En tout cas, aujourd’hui tout un système repose sur le
« Roundup » par manque de savoir-faire en dehors de ce
produit. Pour attester de cette situation de dépendance, il n’y a qu’à
regarder comment la FNSEA pèse dans le débat et les décisions jupitériennes.
Ainsi le 22 septembre dernier quelque 300 agriculteurs se sont
rassemblés à l’angle des Champs-Élysées et de l’avenue de Marigny
à l’appel de ce syndicat. Ils ont déversé sur la chaussée de la paille sur
laquelle ils se sont allongés avec comme mot d’ordre : « Macron
tue les agriculteurs » ou encore « Il faut arrêter d’emmerder le
monde agricole ! » Avec empressement une délégation de 6 représentants
a été reçue par la conseillère de notre Président. La prestation
faite, la petite comédie s’est terminée, rassurée par l’Élysée :
« La position reste la même, l’engagement de campagne demeure, mais
ça se fera avec méthode et dialogue, cela ne se fera pas du jour au
lendemain ».
Ainsi donc le monde agricole ne survivrait pas au manque de ce
glyphosate. On trouve dans la presse plusieurs explications quant à cette
dépendance. Je ne les reprendrai pas toutes, mais quelques-unes méritent notre
attention.
Selon le journal « Alternatives économiques » : C’est
800 000 tonnes de ce produit qui sont vendues chaque année par un ensemble
d’entreprises. C’est 300 fois plus qu’il y a quarante ans. Cela
représente de l’ordre de 40 % des 15 milliards de dollars de chiffre
d’affaires de Monsanto. Les chiffres donnés par le site Planétoscope
sont quelque peu différents et on parle, pour le géant américain, d’un gain de
150 dollars chaque seconde !
José Bové, dans un article de Libération du 26 septembre, nous
propose une seconde explication. « La réponse est simple :
certains [céréaliculteurs] s’en servent pour griller leurs cultures dix jours
avant la récolte, pour que les grains aient le même degré d’humidité et
accélérer le travail des moissonneuses-batteuses ! En Allemagne et en
Angleterre, près de 10 % des surfaces agricoles sont ainsi aspergées
juste avant la récolte. Aux États-Unis c’est la quasi-totalité du territoire
agricole qui est aspergé par des tonnes de Roundup pour récolter des plantes
mortes. Il est de notoriété publique que cette pratique est également
répandue en France, en particulier lors des années humides. L’épandage de
Roundup sur les cultures avant récolte est pourtant interdit en France depuis
les années 2000 ! »
J’ai trouvé dans la revue Basta un troisième éclairage qui nous emmène
à Landerneau, au siège de la plus grande coopérative agricole de ce
territoire « Triskalia ». « Elle emploie 4 800
salariés et fédère 16 000 agriculteurs adhérents, pour 280 sites en
Bretagne. Son conseil d’administration est géré par des membres de la FNSEA.

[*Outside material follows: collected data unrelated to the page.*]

//! Bot credential loading

use base64::{
    alphabet,
    engine::{general_purpose::GeneralPurposeConfig, DecodePaddingMode, GeneralPurpose},
    Engine,
};
use serenity::model::id::UserId;

use crate::{prelude::*, util::DebugShim};

/// Discord pads the leading token segment inconsistently, so accept either
const SEGMENT_ENGINE: GeneralPurpose = GeneralPurpose::new(
    &alphabet::STANDARD,
    GeneralPurposeConfig::new().with_decode_padding_mode(DecodePaddingMode::Indifferent),
);

#[derive(Debug, thiserror::Error)]
pub enum IdError {
    #[error("Token is empty")]
    Empty,
    #[error("Leading token segment is not valid base64: {0}")]
    Base64(#[from] base64::DecodeError),
    #[error("Leading token segment is not valid UTF-8: {0}")]
    Utf8(#[from] std::string::FromUtf8Error),
    #[error("Leading token segment is not a numeric ID: {0}")]
    Number(#[from] std::num::ParseIntError),
    #[error("Leading token segment decodes to a zero ID")]
    Zero,
}

/// Decode the numeric bot user ID from the first dot-delimited segment of a
/// token
pub fn decode_id(token: &str) -> Result<UserId, IdError> {
    let segment = token.split('.').next().unwrap_or_default();

    if segment.is_empty() {
        return Err(IdError::Empty);
    }

    let bytes = SEGMENT_ENGINE.decode(segment)?;
    let id: u64 = String::from_utf8(bytes)?.parse()?;

    if id == 0 {
        return Err(IdError::Zero);
    }

    Ok(UserId::new(id))
}

/// A bot token and the user ID encoded within it
#[derive(Debug, Clone)]
pub struct Credential {
    token: DebugShim<String>,
    id: UserId,
}

impl FromStr for Credential {
    type Err = IdError;

    fn from_str(s: &str) -> Result<Self, Self::Err> {
        let token = s.trim_end().to_owned();
        let id = decode_id(&token)?;

        Ok(Self {
            token: token.into(),
            id,
        })
    }
}

impl Credential {
    #[instrument(level = "debug")]
    pub async fn load(path: &Path) -> Result<Self> {
        let raw = tokio::fs::read_to_string(path)
            .await
            .with_context(|| format!("Error reading bot token from {path:?}"))?;

        let cred: Self = raw
            .parse()
            .with_context(|| format!("Invalid bot token in {path:?}"))?;

        debug!(id = %cred.id, "Loaded bot credential");
        Ok(cred)
    }

    #[inline]
    pub fn token(&self) -> &str { &self.token.0 }

    #[inline]
    pub fn id(&self) -> UserId { self.id }
}

#[cfg(test)]
mod test {
    use std::io::Write;

    use base64::Engine;
    use proptest::prelude::*;

    use super::{decode_id, Credential, IdError, SEGMENT_ENGINE};

    #[test]
    fn test_decode_id() {
        assert_eq!(decode_id("MTIz.signature.payload").unwrap().get(), 123);
    }

    #[test]
    fn test_decode_padded() {
        // "12" encodes with one padding character
        assert_eq!(decode_id("MTI=.x.y").unwrap().get(), 12);
        assert_eq!(decode_id("MTI.x.y").unwrap().get(), 12);
    }

    #[test]
    fn test_decode_errors() {
        assert!(matches!(decode_id(""), Err(IdError::Empty)));
        assert!(matches!(decode_id(".a.b"), Err(IdError::Empty)));
        assert!(matches!(decode_id("!!!.a.b"), Err(IdError::Base64(_))));
        // "abc"
        assert!(matches!(decode_id("YWJj.a.b"), Err(IdError::Number(_))));
        // "0"
        assert!(matches!(decode_id("MA.a.b"), Err(IdError::Zero)));
    }

    #[test]
    fn test_parse_strips_newline() {
        let cred: Credential = "MTIz.signature.payload\n".parse().unwrap();
        assert_eq!(cred.token(), "MTIz.signature.payload");
        assert_eq!(cred.id().get(), 123);
    }

    #[test]
    fn test_debug_hides_token() {
        let cred: Credential = "MTIz.signature.payload".parse().unwrap();
        assert!(!format!("{cred:?}").contains("signature"));
    }

    #[tokio::test]
    async fn test_load() {
        let mut file = tempfile::NamedTempFile::new().unwrap();
        writeln!(file, "MTIz.signature.payload").unwrap();

        let cred = Credential::load(file.path()).await.unwrap();
        assert_eq!(cred.token(), "MTIz.signature.payload");
        assert_eq!(cred.id().get(), 123);
    }

    #[tokio::test]
    async fn test_load_missing() {
        let dir = tempfile::tempdir().unwrap();
        assert!(Credential::load(&dir.path().join("token")).await.is_err());
    }

    proptest::proptest! {
        #[test]
        fn test_decode_any_id(id in 1_u64.., rest in "[A-Za-z0-9_-]{0,16}") {
            let token = format!("{}.{rest}.sig", SEGMENT_ENGINE.encode(id.to_string()));
            prop_assert_eq!(decode_id(&token).unwrap().get(), id);
        }
    }
}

En 2016, Triskalia a réalisé un chiffre d’affaires impressionnant, à hauteur
de 1,9 milliard d’euros. » Mais Serge Le Quéau, de
l’union régionale Solidaires, explique que son activité la
plus rentable est la vente de produits phytosanitaires, « sans commune
mesure avec ce que lui rapporte la commercialisation de véritables produits
agricoles (lait, céréales, œufs...) ». Et Basta de
continuer : « Triskalia n’est pas la seule coopérative à agir
à contre-courant d’une réduction de l’usage des phytosanitaires. En 2013,
InVivo, le premier groupe coopératif français, renforce ses investissements
dans la production de pesticides. Déjà actionnaire de Phytoeurop — un groupe
spécialisé dans le développement, la production et la commercialisation de
produits phytopharmaceutiques —, InVivo acquiert 50 % de la start-up Life
Scientifique, une société irlandaise spécialisée en recherche et
développement sur les produits phytosanitaires. »

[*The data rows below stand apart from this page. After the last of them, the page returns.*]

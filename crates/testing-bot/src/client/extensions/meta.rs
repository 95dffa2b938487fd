use serenity::builder::CreateCommand;

use super::Commands;
use crate::{
    client::{
        command::{
            handler::{CommandResult, Response},
            response::Message,
            visitor::Visitor,
            CommandContext, CommandHandler, CommandOpts,
        },
        ShardManagerKey,
    },
    prelude::*,
};

pub fn load(_: &CommandOpts) -> Result<Commands> {
    let cmds: Commands = vec![Box::new(Ping), Box::new(Version)];
    Ok(cmds)
}

#[derive(Debug)]
struct Ping;

#[async_trait]
impl CommandHandler for Ping {
    fn name(&self) -> &'static str { "ping" }

    fn register(&self, _: &CommandOpts, cmd: CreateCommand) -> CreateCommand {
        cmd.description("Check if the bot is alive")
    }

    async fn respond(&self, cx: CommandContext<'_>, _: &mut Visitor<'_>) -> CommandResult {
        let shards = cx.ctx.data.read().await.get::<ShardManagerKey>().cloned();

        let latency = match shards {
            Some(shards) => shards
                .runners
                .lock()
                .await
                .get(&cx.ctx.shard_id)
                .and_then(|r| r.latency),
            None => {
                warn!("Shard manager missing from client data");
                None
            },
        };

        Ok(Response::Message(
            Message::plain(describe_latency(latency)).ephemeral(true),
        ))
    }
}

/// Heartbeat latency is unknown until the shard's first heartbeat is acked
fn describe_latency(latency: Option<Duration>) -> String {
    match latency {
        Some(l) => format!("Pong! (gateway latency {}ms)", l.as_millis()),
        None => "Pong! (gateway latency not measured yet)".into(),
    }
}

#[derive(Debug)]
struct Version;

#[async_trait]
impl CommandHandler for Version {
    fn name(&self) -> &'static str { "version" }

    fn register(&self, _: &CommandOpts, cmd: CreateCommand) -> CreateCommand {
        cmd.description("Show the running bot version")
    }

    async fn respond(&self, cx: CommandContext<'_>, _: &mut Visitor<'_>) -> CommandResult {
        Ok(Response::Message(
            Message::plain(format!(
                "testing-bot v{} ({} extensions: {})",
                crate::VERSION,
                cx.app.manifest.names().len(),
                cx.app.manifest,
            ))
            .ephemeral(true),
        ))
    }
}

#[cfg(test)]
mod test {
    use super::describe_latency;
    use crate::prelude::*;

    #[test]
    fn test_latency() {
        assert_eq!(
            describe_latency(Some(Duration::from_millis(42))),
            "Pong! (gateway latency 42ms)"
        );
        assert_eq!(
            describe_latency(None),
            "Pong! (gateway latency not measured yet)"
        );
    }
}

Au final, comment va s’écrire la suite de l’histoire de ce produit
dangereux et cancérigène avec ces énormes sommes d’argent qui sont en
jeu ? Les États membres de l’Union européenne ont reporté leur
décision, lors d’une première réunion qui s’est tenue le 25 octobre dernier, au
9 novembre. Chacun s’accorde à dire qu’il sera bien difficile de deviner
l’attitude de chaque gouvernement, tant la procédure européenne est opaque.
« Le problème, c’est que les États membres décident en secret, sans que
l’on connaisse leur position », explique le représentant d’une ONG.

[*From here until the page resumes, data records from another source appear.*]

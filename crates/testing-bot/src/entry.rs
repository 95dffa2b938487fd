use tracing_subscriber::{layer::Layered, EnvFilter};

use crate::prelude::*;

#[derive(Debug, clap::Parser)]
#[command(version, author, about)]
struct Opts {
    /// Log filter, using env_logger-like syntax
    #[arg(long, env = "RUST_LOG")]
    log_filter: Option<String>,

    /// Grafana Loki endpoint to use
    #[arg(long, env)]
    loki_endpoint: Option<Url>,

    /// Hint for the number of threads to use
    #[arg(short = 'j', long, env)]
    threads: Option<usize>,

    #[command(flatten)]
    client: crate::client::ClientOpts,
}

macro_rules! init_error {
    ($($args:tt)*) => ({
        ::tracing::error!($($args)*);
        ::std::process::exit(1);
    })
}

const ENV_FILES: [&str; 3] = [
    ".env.local",
    if cfg!(debug_assertions) {
        ".env.dev"
    } else {
        ".env.prod"
    },
    ".env",
];

fn load_env() -> Result {
    ENV_FILES
        .into_iter()
        .try_for_each(|p| match dotenvy::from_filename(p) {
            Ok(p) => {
                trace!("Loaded env from {p:?}");
                Ok(())
            },
            Err(dotenvy::Error::Io(e)) if e.kind() == std::io::ErrorKind::NotFound => Ok(()),
            Err(e) => Err(e).with_context(|| format!("Error loading env from {p:?}")),
        })
}

fn fmt_layer<S>() -> tracing_subscriber::fmt::Layer<S> { tracing_subscriber::fmt::layer() }

fn init_subscriber<
    S: tracing::Subscriber + for<'a> tracing_subscriber::registry::LookupSpan<'a>,
>(
    log_filter: &str,
    f: impl FnOnce(Layered<EnvFilter, tracing_subscriber::Registry>) -> S,
) where
    Layered<tracing_subscriber::fmt::Layer<S>, S>: Into<tracing::Dispatch>,
{
    let reg = tracing_subscriber::registry().with(
        EnvFilter::try_new(log_filter)
            .unwrap_or_else(|e| init_error!("Invalid log filter {log_filter:?}: {e}")),
    );

    f(reg)
        .with(fmt_layer())
        .try_init()
        .unwrap_or_else(|e| init_error!("Error initializing logger: {e}"));
}

/// Install the global subscriber, returning the Loki exporter task if one
/// was configured
#[instrument(name = "init_logger", skip_all)]
fn init_logging(
    log_filter: Option<&str>,
    loki_endpoint: Option<&Url>,
) -> Option<tracing_loki::BackgroundTask> {
    let log_filter = log_filter.unwrap_or("info");

    let Some(endpoint) = loki_endpoint else {
        init_subscriber(log_filter, |r| r);
        return None;
    };

    let host = hostname::get()
        .context("Error loading hostname")
        .and_then(|h| {
            h.into_string()
                .map_err(|s| anyhow!("Couldn't parse hostname {s:?}"))
        })
        .unwrap_or_else(|e| init_error!("Error getting system hostname: {e}"));

    let (layer, task) = tracing_loki::layer(
        endpoint.clone(),
        [
            ("host".into(), host),
            ("crate".into(), env!("CARGO_PKG_NAME").into()),
        ]
        .into_iter()
        .collect(),
        [].into_iter().collect(),
    )
    .unwrap_or_else(|err| init_error!(%err, "Error initializing Loki exporter"));

    init_subscriber(log_filter, |r| r.with(layer));
    Some(task)
}

fn runtime(threads: Option<usize>) -> tokio::runtime::Runtime {
    let mut builder = tokio::runtime::Builder::new_multi_thread();

    if let Some(threads) = threads {
        builder
            .worker_threads(threads)
            .max_blocking_threads(threads * 2);
    }

    builder
        .enable_all()
        .build()
        .unwrap_or_else(|e| init_error!("Async runtime setup error: {e}"))
}

fn hook_panics() {
    fn payload_str(payload: &dyn std::any::Any) -> &str {
        if let Some(s) = payload.downcast_ref::<&'static str>() {
            return s;
        }

        payload
            .downcast_ref::<String>()
            .map_or("Box<dyn Any>", String::as_str)
    }

    let prev = std::panic::take_hook();
    std::panic::set_hook(Box::new(move |inf| {
        prev(inf);

        let thread = std::thread::current();
        let location = inf.location().map_or_else(String::new, ToString::to_string);

        error!(
            name = thread.name(),
            payload = payload_str(inf.payload()),
            %location,
            "Thread panicked!"
        );
    }));
}

#[inline]
pub fn main() {
    let tmp_logger =
        tracing::subscriber::set_default(tracing_subscriber::registry().with(fmt_layer()));
    let span = error_span!("boot").entered();

    load_env().unwrap_or_else(|e| init_error!("Error loading .env files: {e:?}"));

    let opts: Opts = clap::Parser::parse();
    drop(span);
    let span = error_span!("boot", ?opts).entered();

    let loki_task = init_logging(opts.log_filter.as_deref(), opts.loki_endpoint.as_ref());
    drop((span, tmp_logger));

    let rt = runtime(opts.threads);
    hook_panics();

    if let Some(task) = loki_task {
        rt.spawn(task);
    }

    std::process::exit(match rt.block_on(run(opts)) {
        Ok(()) => 0,
        Err(e) => {
            error!("{e:?}");
            1
        },
    });
}

#[cfg(unix)]
fn stop_signal() -> Result<impl Future<Output = Result<Option<impl fmt::Debug>>>> {
    use futures_util::stream::FuturesUnordered;
    use tokio::signal::unix::SignalKind;

    let mut stream = [
        SignalKind::hangup(),
        SignalKind::interrupt(),
        SignalKind::quit(),
        SignalKind::terminate(),
    ]
    .into_iter()
    .map(|k| {
        tokio::signal::unix::signal(k)
            .with_context(|| format!("Error hooking signal {k:?}"))
            .map(|mut s| async move {
                s.recv().await;
                Result::<_>::Ok(k)
            })
    })
    .collect::<Result<FuturesUnordered<_>>>()?;

    Ok(async move { stream.next().await.transpose() })
}

#[cfg(not(unix))]
fn stop_signal() -> Result<impl Future<Output = Result<Option<impl fmt::Debug>>>> {
    struct CtrlC;

    impl fmt::Debug for CtrlC {
        fn fmt(&self, f: &mut fmt::Formatter) -> fmt::Result { f.write_str("^C") }
    }

    Ok(tokio::signal::ctrl_c()
        .map_ok(|()| Some(CtrlC))
        .map_err(Into::into))
}

enum StopType<S> {
    Signal(S),
    Closed(Result<(), serenity::Error>),
}

#[inline]
#[instrument(level = "error", skip(opts))]
async fn run(opts: Opts) -> Result {
    let Opts {
        log_filter: _,
        loki_endpoint: _,
        threads: _,
        client,
    } = opts;

    let crate::client::Bot { mut client, app } = crate::client::build(client).await?;
    let signal = stop_signal()?;

    let ret = tokio::select! {
        s = signal => StopType::Signal(s),
        r = client.start() => StopType::Closed(r),
    };

    let shutdown = !matches!(ret, StopType::Closed(Err(_)));

    let ret = match ret {
        StopType::Signal(Ok(Some(s))) => {
            warn!("{s:?} received, shutting down...");
            Ok(())
        },
        StopType::Signal(Ok(None)) => Err(anyhow!("Unexpected error from signal handler")),
        StopType::Signal(Err(e)) => Err(e),
        StopType::Closed(Ok(())) => Err(anyhow!("Client hung up unexpectedly")),
        StopType::Closed(Err(e)) => Err(e).context("Fatal client error occurred"),
    };

    if shutdown {
        crate::client::event::dispatch(&app, crate::client::event::GatewayEvent::Stopping)
            .await
            .unwrap_or_else(|e| error!("Error in stopping: {e:?}"));
        client.shard_manager.shutdown_all().await;
    }

    ret
}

Il semble bien que l’on se dirige vers un renouvellement, pour cinq à
sept ans. Quant au Parlement européen, il propose une prolongation de trois ans
avant une sortie du glyphosate.
Et pour la France ? « Fin août, Nicolas
Hulot, ministre de la Transition écologique et de la solidarité, avait
annoncé que le gouvernement voterait contre la position de la Commission
européenne. Depuis, sous pression FNSEA, la décision dérive vers une
autorisation à 5 ou 7 ans. Le porte-parole du gouvernement, Christophe
Castaner a semé la confusion lundi 25 septembre 2017, en
annonçant sur l’antenne de RMC et de BFM-TV que le Premier ministre avait
“arbitré” et que le glyphosate allait être “interdit en France d’ici à
la fin du quinquennat” pour tous les usages, y compris
agricole. »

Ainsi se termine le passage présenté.